EXERCISE REQUIREMENTS. Could you reproduce all of the following entries exactly?

*** SUPPLIED DATA ***

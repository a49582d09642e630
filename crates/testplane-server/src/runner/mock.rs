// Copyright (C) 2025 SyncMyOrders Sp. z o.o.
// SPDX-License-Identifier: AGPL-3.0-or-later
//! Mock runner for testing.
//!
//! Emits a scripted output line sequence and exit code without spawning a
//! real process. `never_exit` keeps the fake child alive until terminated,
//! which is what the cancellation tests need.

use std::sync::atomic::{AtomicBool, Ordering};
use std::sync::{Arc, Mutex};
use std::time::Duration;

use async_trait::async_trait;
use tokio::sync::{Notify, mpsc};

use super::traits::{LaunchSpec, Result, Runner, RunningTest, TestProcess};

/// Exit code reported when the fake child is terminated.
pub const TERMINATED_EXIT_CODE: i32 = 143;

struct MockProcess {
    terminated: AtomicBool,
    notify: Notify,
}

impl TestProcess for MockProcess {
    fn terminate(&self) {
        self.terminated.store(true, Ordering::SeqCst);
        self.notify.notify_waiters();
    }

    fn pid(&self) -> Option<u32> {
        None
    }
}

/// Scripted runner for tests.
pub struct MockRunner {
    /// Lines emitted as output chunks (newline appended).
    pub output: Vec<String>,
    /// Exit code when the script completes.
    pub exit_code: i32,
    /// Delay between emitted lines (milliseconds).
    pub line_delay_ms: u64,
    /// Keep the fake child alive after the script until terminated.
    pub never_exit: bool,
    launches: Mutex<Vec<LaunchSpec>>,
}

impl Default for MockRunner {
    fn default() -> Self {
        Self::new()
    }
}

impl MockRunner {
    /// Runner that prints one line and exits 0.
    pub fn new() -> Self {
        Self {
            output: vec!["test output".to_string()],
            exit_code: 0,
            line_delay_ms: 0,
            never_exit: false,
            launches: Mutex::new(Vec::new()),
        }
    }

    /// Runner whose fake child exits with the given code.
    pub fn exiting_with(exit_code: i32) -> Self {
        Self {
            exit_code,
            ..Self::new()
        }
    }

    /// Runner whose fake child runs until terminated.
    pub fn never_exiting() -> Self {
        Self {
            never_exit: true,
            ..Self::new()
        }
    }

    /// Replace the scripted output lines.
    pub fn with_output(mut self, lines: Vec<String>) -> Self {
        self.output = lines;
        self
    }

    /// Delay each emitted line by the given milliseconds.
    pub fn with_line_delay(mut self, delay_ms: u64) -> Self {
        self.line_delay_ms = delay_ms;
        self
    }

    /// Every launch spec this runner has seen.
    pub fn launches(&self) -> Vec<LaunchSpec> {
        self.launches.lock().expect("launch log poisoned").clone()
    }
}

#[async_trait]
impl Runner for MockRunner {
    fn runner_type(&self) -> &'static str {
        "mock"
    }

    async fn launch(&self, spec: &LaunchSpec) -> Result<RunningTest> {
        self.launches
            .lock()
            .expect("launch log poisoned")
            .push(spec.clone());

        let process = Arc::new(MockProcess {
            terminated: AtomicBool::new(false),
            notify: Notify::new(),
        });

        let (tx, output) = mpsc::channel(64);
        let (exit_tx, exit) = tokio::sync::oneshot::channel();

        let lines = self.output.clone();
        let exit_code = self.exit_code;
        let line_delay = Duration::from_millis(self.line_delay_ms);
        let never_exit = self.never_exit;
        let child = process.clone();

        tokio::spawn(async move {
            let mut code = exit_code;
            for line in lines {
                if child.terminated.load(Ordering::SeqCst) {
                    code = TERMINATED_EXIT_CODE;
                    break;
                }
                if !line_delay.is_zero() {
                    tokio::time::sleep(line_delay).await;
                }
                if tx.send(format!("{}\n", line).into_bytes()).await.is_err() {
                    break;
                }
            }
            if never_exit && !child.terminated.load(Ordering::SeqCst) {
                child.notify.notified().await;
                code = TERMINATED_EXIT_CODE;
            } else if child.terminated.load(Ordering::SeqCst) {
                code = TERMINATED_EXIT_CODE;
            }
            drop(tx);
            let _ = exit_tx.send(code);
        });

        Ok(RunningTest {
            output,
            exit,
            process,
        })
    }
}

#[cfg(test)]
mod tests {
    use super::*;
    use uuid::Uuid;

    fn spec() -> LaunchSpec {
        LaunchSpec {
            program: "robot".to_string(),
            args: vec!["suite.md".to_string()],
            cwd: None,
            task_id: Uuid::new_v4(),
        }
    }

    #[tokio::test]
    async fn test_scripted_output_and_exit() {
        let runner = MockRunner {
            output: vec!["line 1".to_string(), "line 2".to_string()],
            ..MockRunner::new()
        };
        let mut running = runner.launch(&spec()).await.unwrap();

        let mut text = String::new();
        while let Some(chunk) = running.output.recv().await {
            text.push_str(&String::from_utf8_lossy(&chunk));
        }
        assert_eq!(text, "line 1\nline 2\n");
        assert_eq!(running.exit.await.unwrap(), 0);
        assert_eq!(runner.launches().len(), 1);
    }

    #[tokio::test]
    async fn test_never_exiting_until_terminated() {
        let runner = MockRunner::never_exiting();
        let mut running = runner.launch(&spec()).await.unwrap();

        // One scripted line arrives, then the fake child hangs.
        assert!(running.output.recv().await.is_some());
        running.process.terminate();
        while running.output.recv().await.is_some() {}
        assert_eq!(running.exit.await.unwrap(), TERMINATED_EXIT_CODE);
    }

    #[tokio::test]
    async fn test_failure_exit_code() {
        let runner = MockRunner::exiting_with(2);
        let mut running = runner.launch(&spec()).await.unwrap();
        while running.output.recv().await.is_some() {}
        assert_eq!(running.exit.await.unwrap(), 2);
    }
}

*** End of SUPPLIED DATA ***

RESULT FOR THIS EXERCISE.
repository a49582d09642e630
filename crates/testplane-server/src/runner/mock.rs
// Copyright (C) 2025 SyncMyOrders Sp. z o.o.
// SPDX-License-Identifier: AGPL-3.0-or-later
//! Mock runner for testing.
//!
//! Emits a scripted output line sequence and exit code without spawning a
//! real process. `never_exit` keeps the fake child alive until terminated,
//! which is what the cancellation tests need.

use std::sync::atomic::{AtomicBool, Ordering};
use std::sync::{Arc, Mutex};
use std::time::Duration;

use async_trait::async_trait;
use tokio::sync::{Notify, mpsc};

use super::traits::{LaunchSpec, Result, Runner, RunningTest, TestProcess};

/// Exit code reported when the fake child is terminated.
pub const TERMINATED_EXIT_CODE: i32 = 143;

struct MockProcess {
    terminated: AtomicBool,
    notify: Notify,
}

impl TestProcess for MockProcess {
    fn terminate(&self) {
        self.terminated.store(true, Ordering::SeqCst);
        self.notify.notify_waiters();
    }

    fn pid(&self) -> Option<u32> {
        None
    }
}

/// Scripted runner for tests.
pub struct MockRunner {
    /// Lines emitted as output chunks (newline appended).
    pub output: Vec<String>,
    /// Exit code when the script completes.
    pub exit_code: i32,
    /// Delay between emitted lines (milliseconds).
    pub line_delay_ms: u64,
    /// Keep the fake child alive after the script until terminated.
    pub never_exit: bool,
    launches: Mutex<Vec<LaunchSpec>>,
}

impl Default for MockRunner {
    fn default() -> Self {
        Self::new()
    }
}

impl MockRunner {
    /// Runner that prints one line and exits 0.
    pub fn new() -> Self {
        Self {
            output: vec!["test output".to_string()],
            exit_code: 0,
            line_delay_ms: 0,
            never_exit: false,
            launches: Mutex::new(Vec::new()),
        }
    }

    /// Runner whose fake child exits with the given code.
    pub fn exiting_with(exit_code: i32) -> Self {
        Self {
            exit_code,
            ..Self::new()
        }
    }

    /// Runner whose fake child runs until terminated.
    pub fn never_exiting() -> Self {
        Self {
            never_exit: true,
            ..Self::new()
        }
    }

    /// Replace the scripted output lines.
    pub fn with_output(mut self, lines: Vec<String>) -> Self {
        self.output = lines;
        self
    }

    /// Delay each emitted line by the given milliseconds.
    pub fn with_line_delay(mut self, delay_ms: u64) -> Self {
        self.line_delay_ms = delay_ms;
        self
    }

    /// Every launch spec this runner has seen.
    pub fn launches(&self) -> Vec<LaunchSpec> {
        self.launches.lock().expect("launch log poisoned").clone()
    }
}

#[async_trait]
impl Runner for MockRunner {
    fn runner_type(&self) -> &'static str {
        "mock"
    }

    async fn launch(&self, spec: &LaunchSpec) -> Result<RunningTest> {
        self.launches
            .lock()
            .expect("launch log poisoned")
            .push(spec.clone());

        let process = Arc::new(MockProcess {
            terminated: AtomicBool::new(false),
            notify: Notify::new(),
        });

        let (tx, output) = mpsc::channel(64);
        let (exit_tx, exit) = tokio::sync::oneshot::channel();

        let lines = self.output.clone();
        let exit_code = self.exit_code;
        let line_delay = Duration::from_millis(self.line_delay_ms);
        let never_exit = self.never_exit;
        let child = process.clone();

        tokio::spawn(async move {
            let mut code = exit_code;
            for line in lines {
                if child.terminated.load(Ordering::SeqCst) {
                    code = TERMINATED_EXIT_CODE;
                    break;
                }
                if !line_delay.is_zero() {
                    tokio::time::sleep(line_delay).await;
                }
                if tx.send(format!("{}\n", line).into_bytes()).await.is_err() {
                    break;
                }
            }
            if never_exit && !child.terminated.load(Ordering::SeqCst) {
                child.notify.notified().await;
                code = TERMINATED_EXIT_CODE;
            } else if child.terminated.load(Ordering::SeqCst) {
                code = TERMINATED_EXIT_CODE;
            }
            drop(tx);
            let _ = exit_tx.send(code);
        });

        Ok(RunningTest {
            output,
            exit,
            process,
        })
    }
}

#[cfg(test)]
mod tests {
    use super::*;
    use uuid::Uuid;

    fn spec() -> LaunchSpec {
        LaunchSpec {
            program: "robot".to_string(),
            args: vec!["suite.md".to_string()],
            cwd: None,
            task_id: Uuid::new_v4(),
        }
    }

    #[tokio::test]
    async fn test_scripted_output_and_exit() {
        let runner = MockRunner {
            output: vec!["line 1".to_string(), "line 2".to_string()],
            ..MockRunner::new()
        };
        let mut running = runner.launch(&spec()).await.unwrap();

        let mut text = String::new();
        while let Some(chunk) = running.output.recv().await {
            text.push_str(&String::from_utf8_lossy(&chunk));
        }
        assert_eq!(text, "line 1\nline 2\n");
        assert_eq!(running.exit.await.unwrap(), 0);
        assert_eq!(runner.launches().len(), 1);
    }

    #[tokio::test]
    async fn test_never_exiting_until_terminated() {
        let runner = MockRunner::never_exiting();
        let mut running = runner.launch(&spec()).await.unwrap();

        // One scripted line arrives, then the fake child hangs.
        assert!(running.output.recv().await.is_some());
        running.process.terminate();
        while running.output.recv().await.is_some() {}
        assert_eq!(running.exit.await.unwrap(), TERMINATED_EXIT_CODE);
    }

    #[tokio::test]
    async fn test_failure_exit_code() {
        let runner = MockRunner::exiting_with(2);
        let mut running = runner.launch(&spec()).await.unwrap();
        while running.output.recv().await.is_some() {}
        assert_eq!(running.exit.await.unwrap(), 2);
    }
}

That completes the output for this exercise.